Mmmm Fairynuff I think you were only commenting yesterday that you have a very cynical view of people and deeply resent those who are prepared to put themselves out for you as you wouldn't do it yourself and so doubt their motives. So, I'll leave your comment to one side if you don't mind!

Moving on....Dh does put the kids to bed as soon as he comes home and he has them at the weekend when I go to the gym or work.He just doesn't have any overview of what needs to be done. If I asked him to do anything he would do it, but he needs to be asked.

His job situation is precarious. He was made reduncant about a year and a half ago and has contracted ever since. I think he does worry about the weight of our finances resting on him (we can't get a mortgage while he contracts) whereas I would rather he earn less and be just down the road!

I think you are dead right - a job list is the way forward and a calm talk about 'team work'. I don't want to be shouting at him all the time

And I've just written his bloody mother's Mother's Day card out too...so that's stopping!

Ta all

OP posts:
ABetaDad · 19/03/2009 14:40

While I totaly agree your DH needs a kick up the backside could I direct your attention to the other thread on the subject of DHs and lists.

I suggest a list of tasks is really not the way forward and nagging defnitley not.

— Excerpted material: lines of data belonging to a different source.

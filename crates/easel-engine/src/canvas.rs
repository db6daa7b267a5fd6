//! Backing-store size reconciliation.
//!
//! A canvas has a logical size (display units) and a pixel density; the GPU
//! renders into a backing store whose size must be `round(logical × density)`.
//! The logical size can change between frames without any event reaching the
//! renderer, so the sizes are reconciled before every draw.

/// Surface the GPU presents into.
pub trait CanvasSurface {
    /// Logical `(width, height)` in display units.
    fn logical_size(&self) -> (f64, f64);

    /// Physical pixels per logical unit.
    fn pixel_density(&self) -> f64;

    /// Current backing-store `(width, height)` in physical pixels.
    fn backing_size(&self) -> (u32, u32);

    /// Requests a new backing-store size.
    fn set_backing_size(&mut self, width: u32, height: u32);
}

/// Snapshot of the inputs that determine the backing-store size.
#[derive(Debug, Copy, Clone, PartialEq)]
pub struct CanvasSize {
    pub logical_width: f64,
    pub logical_height: f64,
    pub pixel_density: f64,
}

impl CanvasSize {
    pub fn of<S: CanvasSurface + ?Sized>(surface: &S) -> Self {
        let (logical_width, logical_height) = surface.logical_size();
        Self {
            logical_width,
            logical_height,
            pixel_density: surface.pixel_density(),
        }
    }

    /// `(round(w × density), round(h × density))`, saturating at the `u32` range.
    pub fn backing(&self) -> (u32, u32) {
        (
            to_pixels(self.logical_width * self.pixel_density),
            to_pixels(self.logical_height * self.pixel_density),
        )
    }
}

fn to_pixels(v: f64) -> u32 {
    if v.is_finite() { v.round().clamp(0.0, u32::MAX as f64) as u32 } else { 0 }
}

/// Result of [`reconcile_size`].
#[derive(Debug, Copy, Clone, PartialEq, Eq)]
pub struct SizeReconcile {
    pub changed: bool,
    pub backing_width: u32,
    pub backing_height: u32,
}

/// Brings the surface's backing size in line with its logical size and density.
///
/// The surface is only touched when the computed size differs from its current
/// backing size.
pub fn reconcile_size<S: CanvasSurface + ?Sized>(surface: &mut S) -> SizeReconcile {
    let (backing_width, backing_height) = CanvasSize::of(surface).backing();
    let changed = surface.backing_size() != (backing_width, backing_height);

    if changed {
        log::debug!("canvas backing size -> {backing_width}x{backing_height}");
        surface.set_backing_size(backing_width, backing_height);
    }

    SizeReconcile {
        changed,
        backing_width,
        backing_height,
    }
}

#[cfg(test)]
mod tests {
    use super::*;
    use crate::gpu::headless::HeadlessCanvas;

    fn backing_width(logical: f64, density: f64) -> u32 {
        CanvasSize {
            logical_width: logical,
            logical_height: 10.0,
            pixel_density: density,
        }
        .backing()
        .0
    }

    #[test]
    fn rounds_scaled_size() {
        assert_eq!(backing_width(100.0, 1.5), 150);
        assert_eq!(backing_width(101.0, 1.33), 134);
        assert_eq!(backing_width(3.0, 1.5), 5); // 4.5 rounds up
    }

    #[test]
    fn degenerate_sizes_become_zero() {
        assert_eq!(backing_width(-10.0, 2.0), 0);
        assert_eq!(backing_width(f64::NAN, 1.0), 0);
    }

    #[test]
    fn first_reconcile_applies_new_size() {
        let mut canvas = HeadlessCanvas::new(100.0, 50.0, 2.0);
        let r = reconcile_size(&mut canvas);
        assert!(r.changed);
        assert_eq!((r.backing_width, r.backing_height), (200, 100));
        assert_eq!(canvas.backing_size(), (200, 100));
    }

    #[test]
    fn reconcile_is_idempotent() {
        let mut canvas = HeadlessCanvas::new(101.0, 80.0, 1.33);
        let first = reconcile_size(&mut canvas);
        let second = reconcile_size(&mut canvas);
        assert!(!second.changed);
        assert_eq!(
            (first.backing_width, first.backing_height),
            (second.backing_width, second.backing_height)
        );
        assert_eq!(canvas.backing_size(), (134, 106));
        assert_eq!(canvas.resize_count(), 1);
    }

    #[test]
    fn density_change_triggers_resize() {
        let mut canvas = HeadlessCanvas::new(100.0, 100.0, 1.0);
        reconcile_size(&mut canvas);
        canvas.set_pixel_density(2.0);
        let r = reconcile_size(&mut canvas);
        assert!(r.changed);
        assert_eq!(canvas.backing_size(), (200, 200));
    }
}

It just upsets us blokes - it snot that we ar eunwilling its just we forget. You need a more subtle means of encouragement. I suggest 'choccie biccies' and bonsoir suggests 'chocolate drops'.

DH lists

SerendipitousHarlot · 19/03/2009 14:47

No to the job lists!! They're not children!

debs40 · 19/03/2009 14:57

Just read the thread and oh I say!!! Now that would work

OP posts:
thumbwitch · 19/03/2009 15:07

well come on then - if not lists, what DO you suggest for men who can't think about/see what needs doing? Just do it all myself? Keep telling him to do it? Get a paid man in to do it who won't be all upset about being asked to do something to help out?

Actually the list thing works for my DH because it gives him something to work to. His list is not like the one on that other thread (daily reminders) just a list of specific jobs.

Fairynufff · 19/03/2009 16:44

Sorry the lazy arsed men comment was a bit harsh. Didn't necessarily mean about the OP but having read many of these kind of threads and I know lots of these couples I still wonder why we (and I include myself) put up with it.

(debs40 - stop bullying me I don't DEEPLY resent - I said 'slightly' and I explained why in (I thought) an honest way. Just trying to put my tuppence into the debate - I thought that was what we were here for?)